To avoid flying more combat missions, Yossarian would have to be crazy and not want to avoid them. He would have to authentically be crazy. At this point, he wouldn’t request an evaluation, and still fly more missions. One has to not want the thing they want in order to obtain it. But one also has to ask for it.
Decidability and Undecidability
Let’s continue with a little bit of computability theory. A decidable language L is one for which exists a Turing Machine M that will always halt upon computing L. That is to say, upon receiving input w, M accepts if w ∈ L, and rejects if w ∉ L. M would never indefinitely loop on w.
Stated less formally, we can replace decidable with computable, and state simply that a computable language/problem is one for which exists a computational unit (a Turing Machine or any equivalent computational model) that will always terminate the computation (always halt). Even less formally, a problem is computable if it can be stated algorithmically in a way that it always terminates. To the contrary, a problem is not computable, and the respective language (in the sense of computability) is considered undecidable.
Halting Problem and Diagonalization
Can we determine if a Turing Machine M actually halts? Stated less theoretically, is it possible to determine whether a computer algorithm always terminates, rather than enter an infinite loop? I emphasize, that for M to halt, it must not only accept the valid input, but must reject the invalid. Equivalently, an algorithm must terminate irrespective of what input we provide it. Is it possible to build such a detector?
Let’s explore the classic example of a halting machine, or rather, a Turing Machine HTM that, upon receiving as input a description of another Turing Machine M and some input w, determines if M halts on w. (This universality concept of Turing Machines enables one TM to accept the description of another as input, similar to a modern OS, itself a program, storing a number of other compiled programs.)
We’ll construct HTM in a particular way such that if M halts, HTM will in fact loop forever, and if M does not halt, HTM will indeed halt. In other words, we construct HTM to follow the opposite behavior of M. Now, observe, that if detecting a halting/non-halting computation is possible, then such a HTM construction is also possible. Can we agree on that?
What behavior should we expect if we feed HTM into itself? This looks uncannily familiar. If HTM halts, then it doesn’t, and if HTM loops forever, then it halts. Another self-referential paradox. We clearly cannot construct HTM to follow the observed behavior. (Paradoxes, I point out, are not allowable behaviors in computational models.)

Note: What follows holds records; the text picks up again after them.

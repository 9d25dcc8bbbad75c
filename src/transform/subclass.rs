// src/transform/subclass.rs
//! Subclass generation
//!
//! Synthesizes a new type extending the original and implementing each extra
//! capability, with every overridable method overridden by an interception
//! trampoline. Unlike the inline path this is not reversible as a unit — the
//! generated type persists — but it needs no cooperation from the original
//! definition.

use crate::model::registry::MethodBody;
use crate::model::{TypeDescriptor, TypeSpec};
use crate::model::TypeRegistry;
use crate::proxy::handle::ProxyHandle;
use crate::proxy::handler::InterceptionHandler;
use crate::proxy::registry::HandlerRegistry;
use anyhow::{anyhow, bail};
use std::collections::HashMap;
use std::sync::atomic::{AtomicU32, Ordering};
use std::sync::Arc;
use tracing::{debug, trace};

static NEXT_PROXY_TYPE: AtomicU32 = AtomicU32::new(0);

/// Collaborator generating interceptable subtypes and wiring produced
/// instances to their dispatch mechanism.
pub trait SubclassInstrumentation: Send + Sync {
    /// Synthesize a type extending `original` and implementing each
    /// capability, with overridable methods dispatching through the handler
    /// lookup.
    fn subclass(
        &self,
        original: &Arc<TypeDescriptor>,
        capabilities: &[Arc<TypeDescriptor>],
    ) -> anyhow::Result<Arc<TypeDescriptor>>;

    /// Wire a produced instance to its interception handler.
    fn bind_handler(
        &self,
        instance: &ProxyHandle,
        handler: Arc<dyn InterceptionHandler>,
    ) -> anyhow::Result<()>;
}

/// Default subclassing collaborator working directly on the type registry.
pub struct RegistrySubclasser {
    types: Arc<TypeRegistry>,
    handlers: Arc<HandlerRegistry>,
}

impl RegistrySubclasser {
    pub fn new(types: Arc<TypeRegistry>, handlers: Arc<HandlerRegistry>) -> Self {
        Self { types, handlers }
    }

    /// Reject member sets where the same name resolves to different arities
    /// across the original type and the capability contracts.
    fn check_ambiguity(
        &self,
        original: &TypeDescriptor,
        capabilities: &[Arc<TypeDescriptor>],
    ) -> anyhow::Result<()> {
        let mut arities: HashMap<String, usize> = HashMap::new();
        for method in self.types.method_set(original.id) {
            arities.insert(method.name, method.arity);
        }
        for capability in capabilities {
            for method in self.types.method_set(capability.id) {
                if let Some(&existing) = arities.get(&method.name) {
                    if existing != method.arity {
                        bail!(
                            "ambiguous member '{}': arity {} on '{}' conflicts with arity {}",
                            method.name,
                            method.arity,
                            capability.name,
                            existing
                        );
                    }
                } else {
                    arities.insert(method.name, method.arity);
                }
            }
        }
        Ok(())
    }
}

impl SubclassInstrumentation for RegistrySubclasser {
    fn subclass(
        &self,
        original: &Arc<TypeDescriptor>,
        capabilities: &[Arc<TypeDescriptor>],
    ) -> anyhow::Result<Arc<TypeDescriptor>> {
        if original.is_final {
            bail!("type '{}' is final and cannot be extended", original.name);
        }
        self.check_ambiguity(original, capabilities)?;

        let name = format!(
            "{}$Proxy{}",
            original.name,
            NEXT_PROXY_TYPE.fetch_add(1, Ordering::Relaxed)
        );
        let mut spec = TypeSpec::class(&name).extends(original.id);
        for capability in capabilities {
            spec = spec.implements(capability.id);
        }
        let generated = self
            .types
            .define(spec)
            .map_err(|e| anyhow!("failed to intern generated type '{}': {}", name, e))?;

        // Override every overridable inherited or contract-declared method
        // with a trampoline; the behavior a plain call would have run stays
        // available as the fallback.
        let mut overridden = 0usize;
        for method in self.types.method_set(original.id) {
            if method.is_final {
                trace!(ty = %original.name, method = %method.name, "final method left unoverridden");
                continue;
            }
            let fallback = self.types.resolve_native(original.id, &method.name);
            self.types.install_body(
                generated,
                &method.name,
                MethodBody::Trampoline { fallback },
            );
            overridden += 1;
        }
        for capability in capabilities {
            for method in self.types.method_set(capability.id) {
                if self.types.body(generated, &method.name).is_some() {
                    continue;
                }
                self.types.install_body(
                    generated,
                    &method.name,
                    MethodBody::Trampoline { fallback: None },
                );
                overridden += 1;
            }
        }

        debug!(original = %original.name, generated = %name, overridden, "generated subclass");
        self.types.get(generated).map_err(|e| anyhow!(e))
    }

    fn bind_handler(
        &self,
        instance: &ProxyHandle,
        handler: Arc<dyn InterceptionHandler>,
    ) -> anyhow::Result<()> {
        self.handlers.register(instance, handler);
        Ok(())
    }
}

Does the above sound absurd? Absolutely, as all attempts to analyze the aforementioned self-referential paradoxes. Yet this proof method leverages the so-called diagonalization argument, and it’s the same one that all previous paradoxes appealed to.
Intuitively, we can see that detecting an indeed halting computation isn’t the challenge. We know when an algorithm halts. But this isn’t sufficient for our formal definition of a decidable language (HTM must be a decider for the language consisting of all valid TMs M with inputs w such that M halts on w). For a language to be decidable, the respective decider must also halt on non-accepting input. Respectfully, we must also detect when M loops forever. But we cannot, since, intuitively, a program that seems to indefinitely loop may at some point, 3 million years later, halt.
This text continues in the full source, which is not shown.